I got an email from my mother yesterday with what I believe was sound advice on how to improve this blog.  My daily life here in China has is just so fascinating and exciting that often times I slip into the habit of just writing about what I do everyday, a diary of sorts.  She encouraged me to focus more on some of my observations, and in honor of her suggestion today’s post will be a series of attributes I’ve noticed about Chinese people, with corresponding examples from my experience on the Otherside.

Chinese People Are…

1)  Loud

Public places in China are usually overflowing with noise.  From unrelenting car horns—they usually blow their horn if there’s anyone in front of them, , to loud speakers in front of a shop blaring the same phrase over and over again (Buy shoes!  Men’s shoes!  Women’s shoes!  Cheap!).  Restaurants are even worse.  Instead of waving a hand to get the waiter’s attention, patrons stand up and shout “Fuyuan!  Gai women jiazi!”  Waiter!  Give us some more dumplings!

2) Spontaneous

I made the mistake of giving my phone number to the bunch of kungfu students I met a couple of weeks ago while eating at a barbecue restaurant.  Since then, they have called me about three times a week, jabbering off unrecognizable Mandarin until I explain, “Ting bu dong,” I don’t understand, at which point they shout, “Cheers,” hoping that I will be available to go get drunk.  They don’t like to call any earlier than 10:00 PM or so, right about the time I’m starting to settle into bed.  This spontaneous invitation, with no forewarning, is quite common.  In fact, Daren, a Canadian guy teaching English in Liaocheng, told me that he often gets calls from the parents of his students, proclaiming, “I’ve rented out a room at this fancy restaurant tonight, bought a bunch of food, and invited fifty people, and it’s all in your honor!”  I lost my hot water last week for three days, apparently with the rest of Liaocheng.  There was no explanation as to why, how, or when it might come back.  These are the kind of things that drive foreigners in China up the wall, but in the end it only makes us realize just how cushy our lives are back home.

3)  Concerned with food.

Now you might take the argument that all cultures are concerned with food, and for the most part this is true, but the Chinese tend to be very particular about when and how they eat.  A common greeting in China is, “Ni chi le ma?” Translated into English as, Have you eaten?
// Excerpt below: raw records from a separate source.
//! Validity & Ancestry
//!
//! Offline validity of metrics and visualizations, resolved against the
//! exported schema of the same workspace, plus metric ancestry edges and
//! usage flags. Everything here is a pure function of table contents; the
//! enrichment batch reads the tables, calls into this module and writes the
//! results back.
//!
//! Resolution rules:
//! - `metric` resolves against the metrics of the workspace
//! - `fact` and `attribute` resolve against LDM columns of that type
//! - `label` resolves against LDM labels or attribute columns

use serde::{Deserialize, Serialize};
use std::collections::{BTreeMap, BTreeSet, HashMap, HashSet};

use crate::layout::{ObjectRef, VisualizationDefinition};
use crate::maql::{MaqlReference, ReferenceType};

// =============================================================================
// Schema Index
// =============================================================================

/// Identifiers that exist in one workspace
#[derive(Debug, Clone, Default)]
pub struct WorkspaceSchema {
    pub metrics: HashSet<String>,
    pub facts: HashSet<String>,
    pub attributes: HashSet<String>,
    pub labels: HashSet<String>,
}

impl WorkspaceSchema {
    pub fn resolves(&self, kind: ReferenceType, id: &str) -> bool {
        match kind {
            ReferenceType::Metric => self.metrics.contains(id),
            ReferenceType::Fact => self.facts.contains(id),
            ReferenceType::Attribute => self.attributes.contains(id),
            ReferenceType::Label => self.labels.contains(id) || self.attributes.contains(id),
        }
    }
}

/// Existing identifiers per workspace
#[derive(Debug, Clone, Default)]
pub struct SchemaIndex {
    workspaces: HashMap<String, WorkspaceSchema>,
}

impl SchemaIndex {
    pub fn new() -> Self {
        Self::default()
    }

    pub fn add_metric(&mut self, workspace_id: &str, metric_id: &str) {
        self.entry(workspace_id).metrics.insert(metric_id.to_string());
    }

    /// Register an LDM column. Only `fact` and `attribute` columns take part
    /// in resolution.
    pub fn add_column(&mut self, workspace_id: &str, column_id: &str, column_type: &str) {
        let schema = self.entry(workspace_id);
        match column_type {
            "fact" => {
                schema.facts.insert(column_id.to_string());
            }
            "attribute" => {
                schema.attributes.insert(column_id.to_string());
            }
            _ => {}
        }
    }

    pub fn add_label(&mut self, workspace_id: &str, label_id: &str) {
        self.entry(workspace_id).labels.insert(label_id.to_string());
    }

    pub fn workspace(&self, workspace_id: &str) -> Option<&WorkspaceSchema> {
        self.workspaces.get(workspace_id)
    }

    pub fn resolves(&self, workspace_id: &str, kind: ReferenceType, id: &str) -> bool {
        self.workspace(workspace_id)
            .is_some_and(|schema| schema.resolves(kind, id))
    }

    fn entry(&mut self, workspace_id: &str) -> &mut WorkspaceSchema {
        self.workspaces.entry(workspace_id.to_string()).or_default()
    }
}

// =============================================================================
// Metrics
// =============================================================================

/// Metric identity and its current validity flag
#[derive(Debug, Clone, PartialEq, Eq)]
pub struct MetricState {
    pub metric_id: String,
    pub workspace_id: String,
    /// `Some` when the source supplied an authoritative flag
    pub is_valid: Option<bool>,
}

/// Computed flag for one entity
#[derive(Debug, Clone, PartialEq, Eq, PartialOrd, Ord)]
pub struct ValidityFlag {
    pub id: String,
    pub workspace_id: String,
    pub is_valid: bool,
}

/// Validity for every metric without an authoritative flag
pub fn metric_validity(
    metrics: &[MetricState],
    references: &[MaqlReference],
    schema: &SchemaIndex,
) -> Vec<ValidityFlag> {
    let mut by_source: HashMap<(&str, &str), Vec<&MaqlReference>> = HashMap::new();
    for reference in references {
        by_source
            .entry((
                reference.source_metric_id.as_str(),
                reference.source_workspace_id.as_str(),
            ))
            .or_default()
            .push(reference);
    }

    let mut flags: Vec<ValidityFlag> = metrics
        .iter()
        .filter(|m| m.is_valid.is_none())
        .map(|m| {
            let is_valid = by_source
                .get(&(m.metric_id.as_str(), m.workspace_id.as_str()))
                .map_or(true, |refs| {
                    refs.iter().all(|r| {
                        schema.resolves(&m.workspace_id, r.reference_type, &r.referenced_id)
                    })
                });
            ValidityFlag {
                id: m.metric_id.clone(),
                workspace_id: m.workspace_id.clone(),
                is_valid,
            }
        })
        .collect();

    flags.sort();
    flags
}

/// Direct metric to metric dependency
#[derive(Debug, Clone, PartialEq, Eq, PartialOrd, Ord, Hash, Serialize, Deserialize)]
pub struct AncestryEdge {
    pub metric_id: String,
    pub ancestor_metric_id: String,
    pub workspace_id: String,
}

/// Ancestry edges from `metric` reference rows, sorted
pub fn ancestry(references: &[MaqlReference]) -> Vec<AncestryEdge> {
    references
        .iter()
        .filter(|r| r.reference_type == ReferenceType::Metric)
        .map(|r| AncestryEdge {
            metric_id: r.source_metric_id.clone(),
            ancestor_metric_id: r.referenced_id.clone(),
            workspace_id: r.source_workspace_id.clone(),
        })
        .collect::<BTreeSet<_>>()
        .into_iter()
        .collect()
}

/// `(workspace_id, metric_id)` of metrics referenced as `metric` by another
/// metric of the same workspace
pub fn used_metrics(references: &[MaqlReference]) -> BTreeSet<(String, String)> {
    references
        .iter()
        .filter(|r| r.reference_type == ReferenceType::Metric && r.referenced_id != r.source_metric_id)
        .map(|r| (r.source_workspace_id.clone(), r.referenced_id.clone()))
        .collect()
}

// =============================================================================
// Visualizations
// =============================================================================

/// A reference held by a visualization definition
#[derive(Debug, Clone, PartialEq, Eq, PartialOrd, Ord)]
pub struct VisualizationReference {
    pub id: String,
    /// `None` for a type the resolver does not know
    pub kind: Option<ReferenceType>,
}

/// Every reference in buckets, filters and attribute filter configs
pub fn visualization_references(definition: &VisualizationDefinition) -> Vec<VisualizationReference> {
    let mut refs = Vec::new();

    let as_label = |r: &ObjectRef| {
        r.id().map(|id| VisualizationReference {
            id: id.to_string(),
            kind: Some(ReferenceType::Label),
        })
    };

    for bucket in &definition.buckets {
        for item in &bucket.items {
            if let Some(target) = item.measure.as_ref().and_then(|m| m.item()) {
                if let Some(id) = target.id() {
                    refs.push(VisualizationReference {
                        id: id.to_string(),
                        kind: target.kind().and_then(ReferenceType::parse),
                    });
                }
            }
            if let Some(display_form) = item.attribute.as_ref().and_then(|a| a.display_form.as_ref()) {
                refs.extend(as_label(display_form));
            }
        }
    }

    for filter in &definition.filters {
        if let Some(display_form) = filter.display_form() {
            refs.extend(as_label(display_form));
        }
    }

    for config in definition.attribute_filter_configs.values() {
        if let Some(label) = config.display_as_label.as_ref() {
            refs.extend(as_label(label));
        }
    }

    refs
}

/// Visualization identity, decoded definition and current flag
#[derive(Debug, Clone)]
pub struct VisualizationState {
    pub visualization_id: String,
    pub workspace_id: String,
    /// `None` when the stored content could not be decoded
    pub definition: Option<VisualizationDefinition>,
    pub is_valid: Option<bool>,
}

/// Validity for every visualization without an authoritative flag.
/// An undecodable definition is invalid.
pub fn visualization_validity(visualizations: &[VisualizationState], schema: &SchemaIndex) -> Vec<ValidityFlag> {
    let mut flags: Vec<ValidityFlag> = visualizations
        .iter()
        .filter(|v| v.is_valid.is_none())
        .map(|v| {
            let is_valid = v.definition.as_ref().is_some_and(|definition| {
                visualization_references(definition)
                    .iter()
                    .all(|r| r.kind.is_some_and(|kind| schema.resolves(&v.workspace_id, kind, &r.id)))
            });
            ValidityFlag {
                id: v.visualization_id.clone(),
                workspace_id: v.workspace_id.clone(),
                is_valid,
            }
        })
        .collect();

    flags.sort();
    flags
}

/// Unresolved references per decoded visualization without an authoritative flag
pub fn unresolved_visualization_references<'a>(
    visualizations: &'a [VisualizationState],
    schema: &SchemaIndex,
) -> BTreeMap<&'a str, Vec<VisualizationReference>> {
    visualizations
        .iter()
        .filter(|v| v.is_valid.is_none())
        .filter_map(|v| {
            let missing: Vec<_> = visualization_references(v.definition.as_ref()?)
                .into_iter()
                .filter(|r| !r.kind.is_some_and(|kind| schema.resolves(&v.workspace_id, kind, &r.id)))
                .collect();
            (!missing.is_empty()).then_some((v.visualization_id.as_str(), missing))
        })
        .collect()
}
This is meant as a way of portraying concern with one’s health.  Chinese people eat breakfast lunch and dinner at the same time every day.  Go to a restaurant at noon and the place will be jam packed.  Swing back around 2 or 3, or you’re likely to find the waiters and chefs with their heads face down on their arms, catching a quick afternoon snooze.

4) Basketball Maniacs

Basketball is a religion in China, and Yao Ming is they’re prophet.  When I tell people I’m from America, one of the first responses is to tell me their favorite basketball team or player.  Kobe Bryant is a favorite, and the Houston Rockets, Yao’s team, is always brought up in conversation.

5)  Tacky

Now I don’t want to get into trouble by writing something overtly offensive of Chinese people, but in all honesty this attribute is probably one of the biggest things I’ve noticed since coming to China, especially when it comes to Chinese girls.  I was in a store on campus the other day buying a notebook, when I came across a purple plastic desk lamp in the shape of a teddy bear that you turned on by lifting the bears head, at which point his eyes would open.  It was the kind of cheap plastic piece of junk that any 8 year old girl in the US would covet, and then toss out the second she turned 10.  Yet not moments after I moved on from examining the bear lamp, a girl of about twenty or so picked it up, turned it over several times, lifted the bear’s head and dropped it back down, as if she were examining an antique and calculating its value.  There’s no way she’s going to buy that, I thought to myself.  Yet moments later she was dropping it into her bag along with frilly colored gell pens and a sheet smiley face and heart stickers, with the most sincere and stern look of intention on her face.  This will go nicely with the stuffed animal motique of my room, I imagined her thinking.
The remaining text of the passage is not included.